Hundreds of angry Australians protested against the Abbot regime today, demanding justice for Reza Berati, a 24 year-old Kurdish refugee who was murdered at Australia’s Manus island detention centre.
On February 17, the guards of the security company, G4S, at Manus island, backed up by the PNG police, unleashed a murderous rampage against the detainees with sticks and machetes murdering Riza Berati and injuring 77 other asylum seekers.
As a part of the world refugee day, refugee rights groups rallied against the government at the King George Square, stipulating respect for refugee rights and the immediate closure of the Manus Island and Nauru offshore detention centers.
The protestors held Prime minister Tony Abbot and Immigration minister Scott Morrison responsible for the appalling treatment of asylum seekers, by ranting “Morrison, Abbot, Shame on you, refugees are people too.”
While Phil Monsour, a singer and a song writer, chanted “Who killed Reza Berati?,” in between his song, the protestors replied in chorus “The Australian government and G4S”.
He received the loudest cheer from the crowd after he sang the song ‘Black fellow, White fellow’, which was proposed as an alternative national anthem.
King George Square was flooded with individual home crafted signs welcoming the asylum seekers to Australia.
Raymond Ferguson, the national secretary of the Australia democratic people’s republic for friendship and culture society supported the refugees by exclaiming that the activities of the government in Nauru and Manus island were barbaric.
“The Australian government must shut down the detention centers and bring the refugees back to Australian soil, so that their legitimacy can be due processed in accordance with the UN convention on human rights of refugees,” he said.
When asked if Australia has the resources to support over 2400 refugees, he replied: “Of course Australia has the resources to support these refugees. We do have the resources, to carry out the process of determining whether or not they’re legitimate asylum seekers in a proper humanitarian way.”

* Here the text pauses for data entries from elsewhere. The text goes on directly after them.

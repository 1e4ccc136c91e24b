//! Column layouts for the per-frame and summary headers.

use crate::config::ReportConfig;
use crate::stats::MbType;

/// Separator between columns. Values are never quoted.
pub const SEPARATOR: &str = ", ";

/// Placeholder for a value that was not measured.
pub const DASH: &str = "-";

/// Columns present in every per-frame log.
pub const FRAME_BASE: [&str; 5] = ["EncodeOrder", "FrameType", "POC", "AverageQP", "FrameSize"];

/// Constant-rate-factor mode only.
pub const RATE_FACTOR: [&str; 1] = ["RateFactor"];

/// Present when PSNR is enabled.
pub const FRAME_PSNR: [&str; 4] = ["Y PSNR", "U PSNR", "V PSNR", "YUV PSNR"];

/// Present when SSIM is enabled.
pub const FRAME_SSIM: [&str; 2] = ["SSIM", "SSIM(dB)"];

/// Trailing aggregates of the macroblock block.
pub const MB_AGGREGATES: [&str; 6] = [
    "Total MB Count",
    "AverageLumaDistortion",
    "AverageChromaDistortion",
    "AverageLumaLevel",
    "MinLumaLevel",
    "MaxLumaLevel",
];

/// Debug-level energy columns.
pub const ENERGY: [&str; 2] = ["AvgPsyEnergy", "AvgResEnergy"];

/// Summary columns before the per-type groups.
pub const SUMMARY_GLOBAL: [&str; 11] = [
    "Command",
    "Date/Time",
    "Elapsed Time",
    "FPS",
    "Bitrate",
    "Y PSNR",
    "U PSNR",
    "V PSNR",
    "Global PSNR",
    "SSIM",
    "SSIM (dB)",
];

/// Width of one per-type group in the summary.
pub const TYPE_GROUP_WIDTH: usize = 7;

/// Per-frame header columns for `config`, in row order.
#[must_use]
pub fn frame_columns(config: &ReportConfig) -> Vec<&'static str> {
    let mut columns = FRAME_BASE.to_vec();
    if config.has_rate_factor() {
        columns.extend(RATE_FACTOR);
    }
    if config.psnr {
        columns.extend(FRAME_PSNR);
    }
    if config.ssim {
        columns.extend(FRAME_SSIM);
    }
    columns.extend(MbType::ALL.iter().map(|t| t.column_name()));
    columns.extend(MB_AGGREGATES);
    if config.level.has_energy() {
        columns.extend(ENERGY);
    }
    columns
}

/// Summary header columns.
#[must_use]
pub fn summary_columns() -> Vec<String> {
    let mut columns: Vec<String> = SUMMARY_GLOBAL.iter().map(|c| (*c).to_string()).collect();
    for letter in ['I', 'P', 'B'] {
        columns.push(format!("{letter} count"));
        columns.push(format!("{letter} ave-QP"));
        columns.push(format!("{letter} ave-Size"));
        columns.push(format!("{letter}-PSNR Y"));
        columns.push(format!("{letter}-PSNR U"));
        columns.push(format!("{letter}-PSNR V"));
        columns.push(format!("{letter}-SSIM"));
    }
    columns
}

/// Header line for `config` without the trailing newline.
///
/// Per-frame logs get the frame header, summary-only logs the summary
/// header.
#[must_use]
pub fn header_line(config: &ReportConfig) -> String {
    if config.level.is_per_frame() {
        frame_columns(config).join(SEPARATOR)
    } else {
        summary_columns().join(SEPARATOR)
    }
}

#[cfg(test)]
mod tests {
    use super::*;
    use crate::config::RateControl;

    fn position(columns: &[&str], name: &str) -> Option<usize> {
        columns.iter().position(|c| *c == name)
    }

    #[test]
    fn test_minimal_frame_columns() {
        let config = ReportConfig::builder()
            .level(1)
            .rate_control(RateControl::ConstantQp)
            .build();
        let columns = frame_columns(&config);

        assert_eq!(&columns[..5], &FRAME_BASE);
        assert_eq!(columns.len(), 5 + MbType::COUNT + MB_AGGREGATES.len());
        assert_eq!(position(&columns, "RateFactor"), None);
        assert_eq!(position(&columns, "Y PSNR"), None);
        assert_eq!(position(&columns, "SSIM"), None);
        assert_eq!(columns[5], "Intra 4x4 mbCount");
    }

    #[test]
    fn test_optional_groups_in_order() {
        let config = ReportConfig::builder()
            .level(1)
            .psnr(true)
            .ssim(true)
            .rate_control(RateControl::ConstantRateFactor)
            .build();
        let columns = frame_columns(&config);

        let rf = position(&columns, "RateFactor").unwrap();
        let psnr = position(&columns, "Y PSNR").unwrap();
        let ssim = position(&columns, "SSIM").unwrap();
        let mb = position(&columns, "Intra 4x4 mbCount").unwrap();
        assert_eq!(rf, 5);
        assert!(rf < psnr && psnr < ssim && ssim < mb);
        assert_eq!(columns.last(), Some(&"MaxLumaLevel"));
    }

    #[test]
    fn test_energy_columns_at_debug_level() {
        let config = ReportConfig::builder().level(2).build();
        let columns = frame_columns(&config);
        assert_eq!(&columns[columns.len() - 2..], &ENERGY);
    }

    #[test]
    fn test_summary_columns() {
        let columns = summary_columns();
        assert_eq!(columns.len(), SUMMARY_GLOBAL.len() + 3 * TYPE_GROUP_WIDTH);
        assert_eq!(columns[0], "Command");
        assert_eq!(columns[11], "I count");
        assert_eq!(columns.last().map(String::as_str), Some("B-SSIM"));
    }

    #[test]
    fn test_header_line_by_level() {
        let summary_only = ReportConfig::builder().level(0).psnr(true).build();
        assert!(header_line(&summary_only).starts_with("Command, Date/Time"));

        let per_frame = ReportConfig::builder().level(1).build();
        assert!(header_line(&per_frame).starts_with("EncodeOrder, FrameType, POC"));
    }
}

During his speech, Dave Andrews, an interfaith community worker, conveyed that the biggest threat to loving our neighbors as ourselves, is fearing our neighbors.

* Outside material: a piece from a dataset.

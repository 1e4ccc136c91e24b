//! CLI command implementations.

pub mod header;
pub mod replay;
pub mod stats;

“Australians fear boat people because our forefathers came as boat people and took over this country from the first people, hence we fear that people who are coming by boat will take over our nation,” Mr. Andrews said.
“If we’re going to deal with this issue, we need to deal with our fear first”.
Ros McLennan, the assistant General Secretary of the Queensland Council of Unions, and a mother of two expressed her concerns about the treatment of women and children on the Nauru and Manu islands detention centers.
“I want Australians to be better, kinder and fairer. I want Australians to turn off the sitcom culture and to get tuned into what’s happening around them,” she commented.
The greens made an appearance, promoting that the only way to help the refugees is to make sure they don’t feel the need to board a dangerous boat in the first place, by setting up safe official ways for them to seek asylum in Australia.
Meanwhile, the members of the Trotskyist platform handed out flyers to remind the public, about the greens coalition with the Gillard ALP government without demanding the slightest commitment from the government to ease the war on refugees.
Amnesty International has accused the Nauruan government of human rights violations, after repeated requests to visit the island by the UN human rights inspectors and Amnesty international were rejected by the Nauru justice minister David Adenga.
Even though the government refuses to grant access to journalists or human rights organizations, that have tried to report about the conditions in these offshore detention centers, the ABC recently reported the assault of children by the Nauru guards.